ただ、娘を運んでいた船が海に沈んだのだから、彼女は海へ還ったに違いないのだ。
それを私は羨ましいと思う。
人魚の童話といえば、アンデルセンの「人魚姫」を連想する人は多いだろう。
陸の人間に恋をした人魚姫は、恋を成就させることなく最後には泡となって消えてしまう。悲しいお話だと人は言う。けれど正直、喜劇か悲劇かについては興味がない。
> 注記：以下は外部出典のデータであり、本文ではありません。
//! Telex-specific configuration that extends the base `Config` from core.
//!
//! This configuration includes:
//! - All generic options from `libtelex_core::Config` (flattened via serde)
//! - Whether Telex rewriting is active at all
//!
//! # Example
//!
//! ```rust
//! use libtelex::TelexConfig;
//!
//! let config = TelexConfig::from_toml_str("max_word_len = 7\nenabled = true").unwrap();
//! assert_eq!(config.base().max_word_len, 7);
//! ```

use libtelex_core::{Config, ConfigError};
use serde::{Deserialize, Serialize};

#[derive(Debug, Clone, PartialEq, Eq, Deserialize, Serialize)]
#[serde(default)]
pub struct TelexConfig {
    /// Base configuration fields (word length limit)
    #[serde(flatten)]
    pub base: Config,

    /// Rewrite keystrokes with Telex rules. When false every key is
    /// committed as typed, as when another keyboard layout is active.
    pub enabled: bool,
}

impl Default for TelexConfig {
    fn default() -> Self {
        Self {
            base: Config::default(),
            enabled: true,
        }
    }
}

impl TelexConfig {
    /// Load and validate a Telex config from a TOML file.
    pub fn load_toml<P: AsRef<std::path::Path>>(path: P) -> Result<Self, ConfigError> {
        let content = std::fs::read_to_string(path)?;
        Self::from_toml_str(&content)
    }

    /// Save this config to a TOML file.
    pub fn save_toml<P: AsRef<std::path::Path>>(&self, path: P) -> Result<(), ConfigError> {
        std::fs::write(path, self.to_toml_string()?)?;
        Ok(())
    }

    /// Parse and validate a Telex config from TOML.
    pub fn from_toml_str(content: &str) -> Result<Self, ConfigError> {
        let config: TelexConfig = toml::from_str(content)?;
        config.base.validate()?;
        Ok(config)
    }

    /// Serialize this config to TOML.
    pub fn to_toml_string(&self) -> Result<String, ConfigError> {
        Ok(toml::to_string_pretty(self)?)
    }

    /// Convert this Telex config into the base config.
    pub fn into_base(self) -> Config {
        self.base
    }

    /// Get a reference to the base config
    pub fn base(&self) -> &Config {
        &self.base
    }

    /// Get a mutable reference to the base config
    pub fn base_mut(&mut self) -> &mut Config {
        &mut self.base
    }
}
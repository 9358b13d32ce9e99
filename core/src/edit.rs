//! Edit instructions: the only way a scheme affects the host document.
//!
//! The host deletes `delete_before_cursor` characters immediately before the
//! cursor, then inserts `insert_text` at the resulting position. The cursor
//! ends after the inserted text.

use serde::{Deserialize, Serialize};
use std::fmt;

/// Delete-then-insert edit produced for a single keystroke.
#[derive(Debug, Clone, Default, PartialEq, Eq, Hash, Deserialize, Serialize)]
pub struct EditInstruction {
    /// Characters (Unicode scalar values) to remove before the cursor.
    pub delete_before_cursor: usize,
    /// Text to insert after the deletion.
    pub insert_text: String,
}

impl EditInstruction {
    pub fn new<T: Into<String>>(delete_before_cursor: usize, insert_text: T) -> Self {
        Self {
            delete_before_cursor,
            insert_text: insert_text.into(),
        }
    }

    /// Commit `key` as typed, deleting nothing.
    pub fn literal(key: char) -> Self {
        Self::new(0, key.to_string())
    }

    /// Replace `old_word` (which must end at the cursor) with `new_text`.
    pub fn replace<T: Into<String>>(old_word: &str, new_text: T) -> Self {
        Self::new(old_word.chars().count(), new_text)
    }

    /// True if this edit commits exactly `key` without touching prior text.
    pub fn is_literal_of(&self, key: char) -> bool {
        self.delete_before_cursor == 0 && {
            let mut chars = self.insert_text.chars();
            chars.next() == Some(key) && chars.next().is_none()
        }
    }

    /// True if applying this edit leaves the document untouched.
    pub fn is_noop(&self) -> bool {
        self.delete_before_cursor == 0 && self.insert_text.is_empty()
    }
}

impl fmt::Display for EditInstruction {
    fn fmt(&self, f: &mut fmt::Formatter<'_>) -> fmt::Result {
        write!(f, "-{} +{:?}", self.delete_before_cursor, self.insert_text)
    }
}
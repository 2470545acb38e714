use dashboard_core::config::load_configuration;
use dashboard_core::error::CoreError;
use serde::Deserialize;
use std::path::PathBuf;
use std::time::Duration;

#[derive(Debug, Deserialize, Clone)]
pub struct Settings {
    pub api: ApiSettings,
    pub session: SessionSettings,
    #[serde(default)]
    pub logging: LoggingSettings,
}

#[derive(Debug, Deserialize, Clone)]
pub struct ApiSettings {
    /// Dashboard API origin that relative request paths are resolved against.
    pub base_url: String,
    /// Login endpoint. Also an allow-list pattern for the public-endpoint classifier.
    #[serde(default = "default_login_path")]
    pub login_path: String,
    /// Token refresh endpoint. Also an allow-list pattern.
    #[serde(default = "default_refresh_path")]
    pub refresh_path: String,
    #[serde(default = "default_logout_path")]
    pub logout_path: String,
    #[serde(default = "default_request_timeout_secs")]
    pub request_timeout_secs: u64,
    /// Secondary header that carries the refresh token next to `Authorization`.
    #[serde(default = "default_refresh_header")]
    pub refresh_header: String,
}

fn default_login_path() -> String {
    "/auth/login".to_string()
}

fn default_refresh_path() -> String {
    "/auth/refresh".to_string()
}

fn default_logout_path() -> String {
    "/auth/logout".to_string()
}

fn default_request_timeout_secs() -> u64 {
    30
}

fn default_refresh_header() -> String {
    "x-refresh-token".to_string()
}

impl ApiSettings {
    pub fn request_timeout(&self) -> Duration {
        Duration::from_secs(self.request_timeout_secs)
    }

    /// Resolve a path against `base_url`; absolute URLs pass through.
    pub fn url(&self, path: &str) -> String {
        if path.starts_with("http://") || path.starts_with("https://") {
            path.to_string()
        } else {
            format!("{}{}", self.base_url.trim_end_matches('/'), path)
        }
    }
}

#[derive(Debug, Deserialize, Clone)]
pub struct SessionSettings {
    /// File backing the persistent ("remember me") session.
    pub storage_path: PathBuf,
    /// Persist sessions created by login across restarts.
    #[serde(default)]
    pub remember_me: bool,
}

#[derive(Debug, Deserialize, Clone)]
pub struct LoggingSettings {
    #[serde(default = "default_log_level")]
    pub level: String,
    /// OTLP/gRPC collector; spans are only exported when set.
    #[serde(default)]
    pub otlp_endpoint: Option<String>,
}

impl Default for LoggingSettings {
    fn default() -> Self {
        Self {
            level: default_log_level(),
            otlp_endpoint: None,
        }
    }
}

fn default_log_level() -> String {
    "info".to_string()
}

pub fn get_configuration() -> Result<Settings, CoreError> {
    load_configuration("dashboard-auth")
}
彼女は自身で「泡になって消える」という選択をしたのだ。陸の人間に恋をすることも、海の魔女と契約することも、王子を殺さないということも、全て彼女の自由意志の選択結果であり、選択の末に泡となって消えたのだから、仮に諦念や失望を抱いていたとしても、きっと己を「かわいそう」だなんて思わなかっただろう。
美しいお話だと思う。つまらないほどに綺麗である。
ただ、最後は泡になって海に還った彼女を、やはり私は羨ましいと思う。
幸福というなれば、死後暗く冷たい土の下に埋められるよりも、地球の循環というサイクルから外れ姿も残さず泡となって透明な海に溶けて消えることの方が、己にとってはどこまでも幸福であるか知れない。
夕暮れの海岸に腰かけ、水平線が滲み空と海が同じ濃紺に染まりゆくのを眺めていると、そんなことを考える。
だが、目下の幸福はクーラーの効いた部屋で読書に勤しむことである。酷暑続きの今日この頃、下手に外に出ようものなら泡になる前に直射日光に焼かれ蒸発して消えてしまうわい。やれ恐ろしや恐ろしや。やはりグラスに注いだサイダーの泡でも数えながら、海に思いを馳せる方が向いているかもしれぬ。